§ **Problem**: From the entries below, pull out each line where "when" appears.

§ **Records**:

--------------------------------------------------

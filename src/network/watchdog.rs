//! Idle watchdog.
//!
//! The event feed goes silent when the resumable token behind the current
//! endpoint expires, without the socket ever erroring. The watchdog samples
//! the last-activity timestamp on a fixed interval and, once the idle
//! threshold is crossed while the stream is open, forces exactly one
//! disconnect+connect cycle. The `recovering` flag keeps it from firing
//! again on every later poll tick of the same episode; it re-arms only when
//! a text frame arrives.

use crate::network::transport::TransportInner;
use crate::network::ConnectionState;
use std::sync::Arc;
use std::sync::atomic::Ordering;
use tokio::task::JoinHandle;
use tokio::time::MissedTickBehavior;
use tracing::{debug, instrument, warn};

pub(crate) fn spawn(inner: Arc<TransportInner>) -> JoinHandle<()> {
    tokio::spawn(run(inner))
}

#[instrument(skip_all, name = "idle_watchdog")]
async fn run(inner: Arc<TransportInner>) {
    let mut ticker = tokio::time::interval(inner.config.watchdog_poll());
    ticker.set_missed_tick_behavior(MissedTickBehavior::Skip);
    loop {
        tokio::select! {
            biased;
            () = inner.lifetime.cancelled() => break,
            _ = ticker.tick() => {}
        }
        if inner.state() != ConnectionState::Open {
            continue;
        }
        let idle = inner.last_activity.lock().elapsed();
        if idle < inner.config.idle_threshold() {
            continue;
        }
        if inner.recovering.swap(true, Ordering::SeqCst) {
            // Recovery already ran for this idle episode; it re-arms when
            // activity resumes.
            continue;
        }
        warn!(
            idle_secs = idle.as_secs(),
            "stream idle past threshold, forcing reconnect"
        );
        inner.recycle.notify_one();
    }
    debug!("watchdog stopped");
}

--------------------------------------------------

§ **Response to the task**:
//! The event feed goes silent when the resumable token behind the current
//! again on every later poll tick of the same episode; it re-arms only when
            // Recovery already ran for this idle episode; it re-arms when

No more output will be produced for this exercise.